PROBLEM TO WORK ON: Word for word, transcribe every line below.

*** Opening SOURCE RECORDS ***

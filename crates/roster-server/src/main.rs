//! Roster Server
//!
//! Internal employee directory: list, search, hire, edit and fire employee
//! records stored in PostgreSQL, rendered as plain server-side HTML.

mod handlers;
mod services;
mod settings;
mod storage;
mod telemetry;
mod views;

use anyhow::{Context, Result};
use axum::{
    middleware,
    routing::{get, post},
    Router,
};
use metrics_exporter_prometheus::PrometheusHandle;
use roster_core::EmployeeStore;
use std::sync::Arc;
use tower_http::trace::TraceLayer;
use tracing::{error, info};

use services::EmployeeDirectory;
use settings::{Config, StoreBackend};
use storage::{MemoryEmployeeStore, PgEmployeeStore};

/// Application state shared across handlers
#[derive(Clone)]
pub struct AppState {
    pub directory: Arc<EmployeeDirectory>,
    /// Present when the Prometheus recorder is installed
    pub metrics: Option<PrometheusHandle>,
}

impl AppState {
    pub fn new(store: Arc<dyn EmployeeStore>, metrics: Option<PrometheusHandle>) -> Self {
        Self {
            directory: Arc::new(EmployeeDirectory::new(store)),
            metrics,
        }
    }
}

#[tokio::main]
async fn main() {
    // Set up panic hook to log crashes
    std::panic::set_hook(Box::new(|info| {
        let location = info
            .location()
            .map(|l| format!("{}:{}", l.file(), l.line()));
        let payload = if let Some(s) = info.payload().downcast_ref::<&str>() {
            s.to_string()
        } else if let Some(s) = info.payload().downcast_ref::<String>() {
            s.clone()
        } else {
            "Unknown panic".to_string()
        };
        eprintln!("[PANIC] at {:?}: {}", location, payload);
        tracing::error!("PANIC at {:?}: {}", location, payload);
    }));

    let config = match Config::from_env() {
        Ok(config) => config,
        Err(e) => {
            eprintln!("[FATAL] {}", e);
            std::process::exit(1);
        }
    };

    if let Err(e) = telemetry::init_logging(config.log_format) {
        eprintln!("[FATAL] {:#}", e);
        std::process::exit(1);
    }

    info!("Starting Roster Server v{}", env!("CARGO_PKG_VERSION"));

    if let Err(e) = run_server(config).await {
        error!("Server failed: {:#}", e);
        std::process::exit(1);
    }
}

async fn run_server(config: Config) -> Result<()> {
    info!("Config loaded: {:?}", config);

    let store: Arc<dyn EmployeeStore> = match config.store_backend {
        StoreBackend::Postgres => Arc::new(
            PgEmployeeStore::connect(config.connect_options(), config.db_max_connections)
                .await
                .context("Failed to initialize database")?,
        ),
        StoreBackend::Memory => {
            info!("Using in-memory store; records are lost on exit");
            Arc::new(MemoryEmployeeStore::new())
        }
    };

    let metrics = telemetry::install_recorder()?;
    let app = build_router(AppState::new(store, Some(metrics)));

    let addr = config.bind_addr()?;
    let listener = tokio::net::TcpListener::bind(addr)
        .await
        .with_context(|| format!("Failed to bind to {}", addr))?;
    info!("Server listening on {}", addr);

    axum::serve(listener, app)
        .with_graceful_shutdown(shutdown_signal())
        .await
        .context("Server error")?;

    info!("Server stopped");
    Ok(())
}

pub fn build_router(state: AppState) -> Router {
    Router::new()
        .route("/", get(handlers::employees::index))
        .route(
            "/hire",
            get(handlers::employees::hire_form).post(handlers::employees::hire),
        )
        .route(
            "/edit/:id",
            get(handlers::employees::edit_form).post(handlers::employees::edit),
        )
        .route("/fire/:id", post(handlers::employees::fire))
        .route("/health", get(handlers::health))
        .route("/metrics", get(telemetry::render))
        .route_layer(middleware::from_fn(telemetry::track_requests))
        .layer(TraceLayer::new_for_http())
        .with_state(state)
}

async fn shutdown_signal() {
    let ctrl_c = async {
        if let Err(e) = tokio::signal::ctrl_c().await {
            error!("Failed to listen for Ctrl+C: {}", e);
            std::future::pending::<()>().await;
        }
    };

    #[cfg(unix)]
    let terminate = async {
        match tokio::signal::unix::signal(tokio::signal::unix::SignalKind::terminate()) {
            Ok(mut sigterm) => {
                sigterm.recv().await;
            }
            Err(e) => {
                error!("Failed to listen for SIGTERM: {}", e);
                std::future::pending::<()>().await;
            }
        }
    };

    #[cfg(not(unix))]
    let terminate = std::future::pending::<()>();

    tokio::select! {
        _ = ctrl_c => {},
        _ = terminate => {},
    }
    info!("Shutdown signal received");
}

*** Closing SOURCE RECORDS ***

RESULT FOR THIS EXERCISE:
filename crates/roster-server/src/main.rs
//! Roster Server
//!
//! Internal employee directory: list, search, hire, edit and fire employee
//! records stored in PostgreSQL, rendered as plain server-side HTML.

mod handlers;
mod services;
mod settings;
mod storage;
mod telemetry;
mod views;

use anyhow::{Context, Result};
use axum::{
    middleware,
    routing::{get, post},
    Router,
};
use metrics_exporter_prometheus::PrometheusHandle;
use roster_core::EmployeeStore;
use std::sync::Arc;
use tower_http::trace::TraceLayer;
use tracing::{error, info};

use services::EmployeeDirectory;
use settings::{Config, StoreBackend};
use storage::{MemoryEmployeeStore, PgEmployeeStore};

/// Application state shared across handlers
#[derive(Clone)]
pub struct AppState {
    pub directory: Arc<EmployeeDirectory>,
    /// Present when the Prometheus recorder is installed
    pub metrics: Option<PrometheusHandle>,
}

impl AppState {
    pub fn new(store: Arc<dyn EmployeeStore>, metrics: Option<PrometheusHandle>) -> Self {
        Self {
            directory: Arc::new(EmployeeDirectory::new(store)),
            metrics,
        }
    }
}

#[tokio::main]
async fn main() {
    // Set up panic hook to log crashes
    std::panic::set_hook(Box::new(|info| {
        let location = info
            .location()
            .map(|l| format!("{}:{}", l.file(), l.line()));
        let payload = if let Some(s) = info.payload().downcast_ref::<&str>() {
            s.to_string()
        } else if let Some(s) = info.payload().downcast_ref::<String>() {
            s.clone()
        } else {
            "Unknown panic".to_string()
        };
        eprintln!("[PANIC] at {:?}: {}", location, payload);
        tracing::error!("PANIC at {:?}: {}", location, payload);
    }));

    let config = match Config::from_env() {
        Ok(config) => config,
        Err(e) => {
            eprintln!("[FATAL] {}", e);
            std::process::exit(1);
        }
    };

    if let Err(e) = telemetry::init_logging(config.log_format) {
        eprintln!("[FATAL] {:#}", e);
        std::process::exit(1);
    }

    info!("Starting Roster Server v{}", env!("CARGO_PKG_VERSION"));

    if let Err(e) = run_server(config).await {
        error!("Server failed: {:#}", e);
        std::process::exit(1);
    }
}

async fn run_server(config: Config) -> Result<()> {
    info!("Config loaded: {:?}", config);

    let store: Arc<dyn EmployeeStore> = match config.store_backend {
        StoreBackend::Postgres => Arc::new(
            PgEmployeeStore::connect(config.connect_options(), config.db_max_connections)
                .await
                .context("Failed to initialize database")?,
        ),
        StoreBackend::Memory => {
            info!("Using in-memory store; records are lost on exit");
            Arc::new(MemoryEmployeeStore::new())
        }
    };

    let metrics = telemetry::install_recorder()?;
    let app = build_router(AppState::new(store, Some(metrics)));

    let addr = config.bind_addr()?;
    let listener = tokio::net::TcpListener::bind(addr)
        .await
        .with_context(|| format!("Failed to bind to {}", addr))?;
    info!("Server listening on {}", addr);

    axum::serve(listener, app)
        .with_graceful_shutdown(shutdown_signal())
        .await
        .context("Server error")?;

    info!("Server stopped");
    Ok(())
}

pub fn build_router(state: AppState) -> Router {
    Router::new()
        .route("/", get(handlers::employees::index))
        .route(
            "/hire",
            get(handlers::employees::hire_form).post(handlers::employees::hire),
        )
        .route(
            "/edit/:id",
            get(handlers::employees::edit_form).post(handlers::employees::edit),
        )
        .route("/fire/:id", post(handlers::employees::fire))
        .route("/health", get(handlers::health))
        .route("/metrics", get(telemetry::render))
        .route_layer(middleware::from_fn(telemetry::track_requests))
        .layer(TraceLayer::new_for_http())
        .with_state(state)
}

async fn shutdown_signal() {
    let ctrl_c = async {
        if let Err(e) = tokio::signal::ctrl_c().await {
            error!("Failed to listen for Ctrl+C: {}", e);
            std::future::pending::<()>().await;
        }
    };

    #[cfg(unix)]
    let terminate = async {
        match tokio::signal::unix::signal(tokio::signal::unix::SignalKind::terminate()) {
            Ok(mut sigterm) => {
                sigterm.recv().await;
            }
            Err(e) => {
                error!("Failed to listen for SIGTERM: {}", e);
                std::future::pending::<()>().await;
            }
        }
    };

    #[cfg(not(unix))]
    let terminate = std::future::pending::<()>();

    tokio::select! {
        _ = ctrl_c => {},
        _ = terminate => {},
    }
    info!("Shutdown signal received");
}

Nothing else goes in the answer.